SUPPLIED RECORDS:
+++

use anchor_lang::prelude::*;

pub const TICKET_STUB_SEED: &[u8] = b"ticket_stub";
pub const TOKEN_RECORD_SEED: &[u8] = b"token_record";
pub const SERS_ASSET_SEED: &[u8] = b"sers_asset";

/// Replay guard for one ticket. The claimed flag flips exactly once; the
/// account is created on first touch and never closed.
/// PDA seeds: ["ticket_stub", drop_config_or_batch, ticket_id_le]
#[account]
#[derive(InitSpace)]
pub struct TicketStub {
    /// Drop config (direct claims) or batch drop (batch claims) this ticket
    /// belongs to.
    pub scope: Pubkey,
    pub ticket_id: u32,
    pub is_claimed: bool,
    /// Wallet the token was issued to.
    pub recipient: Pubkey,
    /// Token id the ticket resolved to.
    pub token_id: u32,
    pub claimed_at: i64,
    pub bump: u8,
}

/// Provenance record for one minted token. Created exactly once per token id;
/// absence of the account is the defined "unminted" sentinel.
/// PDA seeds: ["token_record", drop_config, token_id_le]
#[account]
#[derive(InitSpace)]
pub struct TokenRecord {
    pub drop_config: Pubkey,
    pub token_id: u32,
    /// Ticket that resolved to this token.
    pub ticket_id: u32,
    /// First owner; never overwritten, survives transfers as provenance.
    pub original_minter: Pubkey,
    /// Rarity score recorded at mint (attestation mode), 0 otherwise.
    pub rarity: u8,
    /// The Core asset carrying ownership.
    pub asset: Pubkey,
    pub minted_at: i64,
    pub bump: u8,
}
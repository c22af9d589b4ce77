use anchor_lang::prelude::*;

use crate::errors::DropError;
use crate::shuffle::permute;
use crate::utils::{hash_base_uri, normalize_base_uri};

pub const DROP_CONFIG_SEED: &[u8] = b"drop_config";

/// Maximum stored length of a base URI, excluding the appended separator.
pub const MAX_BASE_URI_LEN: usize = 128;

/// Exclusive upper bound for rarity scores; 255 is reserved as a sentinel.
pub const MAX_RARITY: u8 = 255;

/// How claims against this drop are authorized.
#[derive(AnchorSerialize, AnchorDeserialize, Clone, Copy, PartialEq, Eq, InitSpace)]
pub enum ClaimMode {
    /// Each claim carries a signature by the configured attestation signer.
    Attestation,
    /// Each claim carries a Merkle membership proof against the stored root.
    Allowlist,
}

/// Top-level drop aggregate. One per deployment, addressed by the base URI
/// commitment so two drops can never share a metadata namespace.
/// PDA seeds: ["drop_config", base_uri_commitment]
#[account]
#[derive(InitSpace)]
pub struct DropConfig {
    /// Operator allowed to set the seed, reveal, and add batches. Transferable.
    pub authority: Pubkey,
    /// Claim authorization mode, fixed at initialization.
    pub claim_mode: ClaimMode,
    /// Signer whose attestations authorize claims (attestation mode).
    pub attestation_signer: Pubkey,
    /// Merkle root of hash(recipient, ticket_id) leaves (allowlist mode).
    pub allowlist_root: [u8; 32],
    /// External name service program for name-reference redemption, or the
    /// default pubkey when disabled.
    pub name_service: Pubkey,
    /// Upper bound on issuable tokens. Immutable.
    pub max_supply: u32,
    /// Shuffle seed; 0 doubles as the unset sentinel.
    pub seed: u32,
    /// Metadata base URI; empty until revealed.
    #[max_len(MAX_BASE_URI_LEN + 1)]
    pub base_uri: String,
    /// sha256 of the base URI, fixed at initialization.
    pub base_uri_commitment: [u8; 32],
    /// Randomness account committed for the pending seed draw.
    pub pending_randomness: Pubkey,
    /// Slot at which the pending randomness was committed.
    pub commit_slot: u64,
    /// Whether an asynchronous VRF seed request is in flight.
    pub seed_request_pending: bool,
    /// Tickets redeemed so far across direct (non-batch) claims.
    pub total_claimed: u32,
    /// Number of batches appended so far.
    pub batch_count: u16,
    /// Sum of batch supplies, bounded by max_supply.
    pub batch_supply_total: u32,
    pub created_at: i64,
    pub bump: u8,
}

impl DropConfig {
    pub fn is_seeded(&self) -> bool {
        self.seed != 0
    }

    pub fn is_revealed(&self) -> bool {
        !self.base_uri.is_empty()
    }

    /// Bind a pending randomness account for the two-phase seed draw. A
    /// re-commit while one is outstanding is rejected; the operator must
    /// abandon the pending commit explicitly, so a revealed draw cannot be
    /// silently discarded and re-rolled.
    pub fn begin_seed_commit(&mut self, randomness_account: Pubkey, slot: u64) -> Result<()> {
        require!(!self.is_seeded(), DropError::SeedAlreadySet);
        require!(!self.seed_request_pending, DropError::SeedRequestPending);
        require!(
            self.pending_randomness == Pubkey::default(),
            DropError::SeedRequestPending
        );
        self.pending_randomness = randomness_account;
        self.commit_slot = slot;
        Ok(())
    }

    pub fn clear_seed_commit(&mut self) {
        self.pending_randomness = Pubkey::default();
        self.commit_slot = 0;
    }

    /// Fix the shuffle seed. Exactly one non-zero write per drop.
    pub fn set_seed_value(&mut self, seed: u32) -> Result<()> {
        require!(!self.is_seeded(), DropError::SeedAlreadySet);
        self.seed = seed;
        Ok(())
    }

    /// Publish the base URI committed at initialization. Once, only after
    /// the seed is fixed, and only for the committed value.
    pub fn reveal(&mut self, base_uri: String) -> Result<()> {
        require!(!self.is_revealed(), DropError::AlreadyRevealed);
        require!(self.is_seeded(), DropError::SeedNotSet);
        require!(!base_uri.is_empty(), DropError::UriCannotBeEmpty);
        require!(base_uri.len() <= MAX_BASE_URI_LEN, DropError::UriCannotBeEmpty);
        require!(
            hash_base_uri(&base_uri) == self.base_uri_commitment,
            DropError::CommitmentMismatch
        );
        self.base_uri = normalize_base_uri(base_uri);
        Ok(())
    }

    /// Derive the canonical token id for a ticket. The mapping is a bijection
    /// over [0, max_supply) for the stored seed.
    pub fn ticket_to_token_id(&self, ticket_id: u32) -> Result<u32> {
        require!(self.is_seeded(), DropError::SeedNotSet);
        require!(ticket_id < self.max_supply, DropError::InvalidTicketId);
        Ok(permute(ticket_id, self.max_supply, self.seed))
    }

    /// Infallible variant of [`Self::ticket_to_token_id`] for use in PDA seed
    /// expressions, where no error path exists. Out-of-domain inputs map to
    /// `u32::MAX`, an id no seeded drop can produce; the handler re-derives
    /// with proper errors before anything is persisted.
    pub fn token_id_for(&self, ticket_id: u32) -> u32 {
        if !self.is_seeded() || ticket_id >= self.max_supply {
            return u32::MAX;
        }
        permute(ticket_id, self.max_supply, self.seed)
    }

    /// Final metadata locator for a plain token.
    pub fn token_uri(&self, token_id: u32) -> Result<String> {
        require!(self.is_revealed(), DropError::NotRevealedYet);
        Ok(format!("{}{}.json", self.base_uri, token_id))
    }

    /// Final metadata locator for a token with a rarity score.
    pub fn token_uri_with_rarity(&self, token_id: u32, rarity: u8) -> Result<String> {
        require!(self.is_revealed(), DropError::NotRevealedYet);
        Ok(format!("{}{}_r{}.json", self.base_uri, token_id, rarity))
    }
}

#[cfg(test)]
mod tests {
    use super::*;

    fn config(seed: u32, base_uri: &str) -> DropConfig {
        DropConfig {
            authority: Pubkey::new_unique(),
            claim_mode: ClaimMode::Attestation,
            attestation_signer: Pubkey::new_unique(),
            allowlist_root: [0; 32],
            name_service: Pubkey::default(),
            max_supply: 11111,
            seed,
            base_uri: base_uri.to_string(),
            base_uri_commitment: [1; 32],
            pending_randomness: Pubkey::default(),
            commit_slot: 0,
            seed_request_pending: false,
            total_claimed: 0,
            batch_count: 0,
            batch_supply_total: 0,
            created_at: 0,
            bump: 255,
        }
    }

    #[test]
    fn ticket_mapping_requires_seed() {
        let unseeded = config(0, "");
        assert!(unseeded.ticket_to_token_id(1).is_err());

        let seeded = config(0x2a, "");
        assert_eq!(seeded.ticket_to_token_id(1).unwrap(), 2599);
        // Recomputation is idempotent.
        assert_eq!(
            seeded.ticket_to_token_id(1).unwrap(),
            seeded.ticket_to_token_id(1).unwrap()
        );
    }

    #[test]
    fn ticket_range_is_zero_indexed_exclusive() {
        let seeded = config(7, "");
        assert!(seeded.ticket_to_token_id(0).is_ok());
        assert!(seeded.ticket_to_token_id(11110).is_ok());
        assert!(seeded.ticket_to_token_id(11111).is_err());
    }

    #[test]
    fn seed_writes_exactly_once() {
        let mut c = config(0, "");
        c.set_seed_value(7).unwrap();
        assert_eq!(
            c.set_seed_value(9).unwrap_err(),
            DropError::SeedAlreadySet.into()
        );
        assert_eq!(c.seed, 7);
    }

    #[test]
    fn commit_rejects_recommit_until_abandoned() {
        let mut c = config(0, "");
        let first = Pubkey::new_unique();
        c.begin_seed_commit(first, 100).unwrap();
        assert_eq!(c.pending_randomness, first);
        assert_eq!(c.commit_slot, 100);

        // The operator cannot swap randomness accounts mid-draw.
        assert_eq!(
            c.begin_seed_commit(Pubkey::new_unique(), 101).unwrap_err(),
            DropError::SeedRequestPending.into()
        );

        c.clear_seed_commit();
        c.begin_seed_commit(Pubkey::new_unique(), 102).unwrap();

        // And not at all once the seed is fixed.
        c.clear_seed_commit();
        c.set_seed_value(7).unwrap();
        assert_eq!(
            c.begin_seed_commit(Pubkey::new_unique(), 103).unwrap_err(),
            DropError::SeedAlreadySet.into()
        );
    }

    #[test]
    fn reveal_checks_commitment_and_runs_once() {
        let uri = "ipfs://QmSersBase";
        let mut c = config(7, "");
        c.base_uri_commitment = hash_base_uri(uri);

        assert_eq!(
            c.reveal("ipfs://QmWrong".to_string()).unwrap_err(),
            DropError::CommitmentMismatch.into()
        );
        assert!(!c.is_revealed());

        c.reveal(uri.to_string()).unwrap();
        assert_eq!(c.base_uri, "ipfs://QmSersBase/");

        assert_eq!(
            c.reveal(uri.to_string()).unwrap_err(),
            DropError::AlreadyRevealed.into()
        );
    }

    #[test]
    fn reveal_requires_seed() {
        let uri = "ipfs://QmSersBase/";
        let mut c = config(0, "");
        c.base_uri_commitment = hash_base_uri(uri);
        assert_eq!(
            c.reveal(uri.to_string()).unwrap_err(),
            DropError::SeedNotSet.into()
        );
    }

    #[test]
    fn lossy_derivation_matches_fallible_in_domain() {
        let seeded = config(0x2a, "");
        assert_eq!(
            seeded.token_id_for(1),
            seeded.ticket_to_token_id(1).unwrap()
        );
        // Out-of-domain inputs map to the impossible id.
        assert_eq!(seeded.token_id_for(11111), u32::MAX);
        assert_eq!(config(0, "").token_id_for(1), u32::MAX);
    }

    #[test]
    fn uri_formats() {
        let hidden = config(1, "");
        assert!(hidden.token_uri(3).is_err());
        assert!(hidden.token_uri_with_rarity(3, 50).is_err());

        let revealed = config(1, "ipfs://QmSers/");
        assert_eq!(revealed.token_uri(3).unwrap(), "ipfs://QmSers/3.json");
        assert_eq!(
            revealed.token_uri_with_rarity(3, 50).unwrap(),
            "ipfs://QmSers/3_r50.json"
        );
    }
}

+++

Scan the material above for lines that contain the string "initialization", and copy each such line.

    /// Claim authorization mode, fixed at initialization.
    /// sha256 of the base URI, fixed at initialization.
    /// Publish the base URI committed at initialization. Once, only after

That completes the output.